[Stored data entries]
********
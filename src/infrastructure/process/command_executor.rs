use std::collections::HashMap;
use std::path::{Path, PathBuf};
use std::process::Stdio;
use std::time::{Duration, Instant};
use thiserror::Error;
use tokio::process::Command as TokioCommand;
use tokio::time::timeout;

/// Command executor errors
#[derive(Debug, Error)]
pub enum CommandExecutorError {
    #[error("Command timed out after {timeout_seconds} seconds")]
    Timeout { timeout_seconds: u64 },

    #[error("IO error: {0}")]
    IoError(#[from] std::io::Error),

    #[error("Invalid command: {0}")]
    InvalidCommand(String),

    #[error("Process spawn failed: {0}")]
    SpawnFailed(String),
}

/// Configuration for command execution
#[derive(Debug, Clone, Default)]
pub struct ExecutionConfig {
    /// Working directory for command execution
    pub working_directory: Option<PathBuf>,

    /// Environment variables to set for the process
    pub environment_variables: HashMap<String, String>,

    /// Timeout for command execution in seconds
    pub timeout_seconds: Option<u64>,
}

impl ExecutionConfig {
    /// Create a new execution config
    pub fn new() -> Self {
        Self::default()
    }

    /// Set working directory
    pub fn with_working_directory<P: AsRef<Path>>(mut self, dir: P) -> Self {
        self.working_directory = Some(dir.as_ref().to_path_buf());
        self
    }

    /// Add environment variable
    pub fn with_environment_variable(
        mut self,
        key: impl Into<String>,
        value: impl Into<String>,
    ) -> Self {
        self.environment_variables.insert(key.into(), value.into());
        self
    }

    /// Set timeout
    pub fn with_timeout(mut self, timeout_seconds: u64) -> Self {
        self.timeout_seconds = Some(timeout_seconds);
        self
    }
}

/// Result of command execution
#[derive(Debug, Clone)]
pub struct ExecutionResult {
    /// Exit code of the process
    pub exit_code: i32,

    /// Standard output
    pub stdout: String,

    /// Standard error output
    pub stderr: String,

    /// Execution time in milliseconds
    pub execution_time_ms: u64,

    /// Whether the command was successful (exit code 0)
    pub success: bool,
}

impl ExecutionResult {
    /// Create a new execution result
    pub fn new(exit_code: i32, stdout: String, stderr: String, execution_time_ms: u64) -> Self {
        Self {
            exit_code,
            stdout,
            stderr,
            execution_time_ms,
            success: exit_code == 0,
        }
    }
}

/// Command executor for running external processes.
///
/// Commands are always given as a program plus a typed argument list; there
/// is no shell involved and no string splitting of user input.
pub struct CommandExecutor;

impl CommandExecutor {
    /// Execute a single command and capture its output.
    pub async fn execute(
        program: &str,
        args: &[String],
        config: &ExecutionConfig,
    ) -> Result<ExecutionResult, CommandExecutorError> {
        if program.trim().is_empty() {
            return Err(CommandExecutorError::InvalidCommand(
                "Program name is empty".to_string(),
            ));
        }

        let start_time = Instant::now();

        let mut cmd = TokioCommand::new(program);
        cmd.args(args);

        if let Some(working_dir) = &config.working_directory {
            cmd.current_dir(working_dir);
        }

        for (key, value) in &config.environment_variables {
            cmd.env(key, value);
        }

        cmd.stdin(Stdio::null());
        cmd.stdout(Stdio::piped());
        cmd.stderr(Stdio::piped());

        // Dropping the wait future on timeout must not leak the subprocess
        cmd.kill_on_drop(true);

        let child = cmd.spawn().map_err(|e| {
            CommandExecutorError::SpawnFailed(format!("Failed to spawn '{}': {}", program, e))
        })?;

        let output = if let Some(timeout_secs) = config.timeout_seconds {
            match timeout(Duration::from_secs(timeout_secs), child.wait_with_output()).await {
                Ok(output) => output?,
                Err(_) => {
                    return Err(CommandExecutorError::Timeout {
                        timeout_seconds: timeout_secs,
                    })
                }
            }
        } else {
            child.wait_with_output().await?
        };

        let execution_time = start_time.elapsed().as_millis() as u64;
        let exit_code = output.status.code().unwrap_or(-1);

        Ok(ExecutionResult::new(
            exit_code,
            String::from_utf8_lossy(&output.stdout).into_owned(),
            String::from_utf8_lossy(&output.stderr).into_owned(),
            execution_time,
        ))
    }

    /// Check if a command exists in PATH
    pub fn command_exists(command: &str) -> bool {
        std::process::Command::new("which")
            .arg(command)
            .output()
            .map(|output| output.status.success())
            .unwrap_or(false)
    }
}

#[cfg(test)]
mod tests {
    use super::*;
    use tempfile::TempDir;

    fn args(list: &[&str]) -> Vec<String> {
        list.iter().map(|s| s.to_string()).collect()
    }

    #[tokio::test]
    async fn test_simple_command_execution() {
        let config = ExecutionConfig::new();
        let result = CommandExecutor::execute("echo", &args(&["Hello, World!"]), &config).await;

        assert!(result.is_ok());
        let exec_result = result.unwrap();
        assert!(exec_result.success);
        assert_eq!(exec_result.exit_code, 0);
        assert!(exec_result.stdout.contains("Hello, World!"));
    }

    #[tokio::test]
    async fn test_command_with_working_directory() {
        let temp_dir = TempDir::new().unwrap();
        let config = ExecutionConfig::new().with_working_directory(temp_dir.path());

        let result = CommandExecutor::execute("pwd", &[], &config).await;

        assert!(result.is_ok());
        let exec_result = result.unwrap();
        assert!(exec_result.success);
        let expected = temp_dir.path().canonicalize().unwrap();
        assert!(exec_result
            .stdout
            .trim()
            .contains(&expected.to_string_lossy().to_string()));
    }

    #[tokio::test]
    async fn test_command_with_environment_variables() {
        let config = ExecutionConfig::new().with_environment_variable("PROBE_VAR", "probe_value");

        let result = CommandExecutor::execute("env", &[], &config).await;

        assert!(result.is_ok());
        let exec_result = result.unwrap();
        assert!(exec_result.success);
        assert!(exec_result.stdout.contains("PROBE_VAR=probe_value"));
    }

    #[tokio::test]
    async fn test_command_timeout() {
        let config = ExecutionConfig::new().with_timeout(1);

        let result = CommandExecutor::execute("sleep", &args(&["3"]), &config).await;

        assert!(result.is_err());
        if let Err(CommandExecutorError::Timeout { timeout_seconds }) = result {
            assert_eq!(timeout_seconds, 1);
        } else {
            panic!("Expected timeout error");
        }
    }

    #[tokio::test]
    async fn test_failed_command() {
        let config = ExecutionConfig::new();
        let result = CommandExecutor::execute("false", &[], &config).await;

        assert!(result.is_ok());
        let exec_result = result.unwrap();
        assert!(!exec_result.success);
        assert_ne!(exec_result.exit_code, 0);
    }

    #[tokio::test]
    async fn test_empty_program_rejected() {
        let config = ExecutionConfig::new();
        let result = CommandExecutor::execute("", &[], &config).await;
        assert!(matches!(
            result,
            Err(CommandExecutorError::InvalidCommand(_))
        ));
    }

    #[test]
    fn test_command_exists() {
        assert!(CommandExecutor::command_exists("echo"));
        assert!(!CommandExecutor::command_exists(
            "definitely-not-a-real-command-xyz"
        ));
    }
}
********
* Directions for this task *
Take the stretch of lines above from the one containing "pub fn with_working_directory<P: AsRef<Path>>(mut" through the one containing "#[derive(Debug, Clone)]" and repeat it exactly, adding no other line.

* Solution for this problem *
    pub fn with_working_directory<P: AsRef<Path>>(mut self, dir: P) -> Self {
        self.working_directory = Some(dir.as_ref().to_path_buf());
        self
    }

    /// Add environment variable
    pub fn with_environment_variable(
        mut self,
        key: impl Into<String>,
        value: impl Into<String>,
    ) -> Self {
        self.environment_variables.insert(key.into(), value.into());
        self
    }

    /// Set timeout
    pub fn with_timeout(mut self, timeout_seconds: u64) -> Self {
        self.timeout_seconds = Some(timeout_seconds);
        self
    }
}

/// Result of command execution
#[derive(Debug, Clone)]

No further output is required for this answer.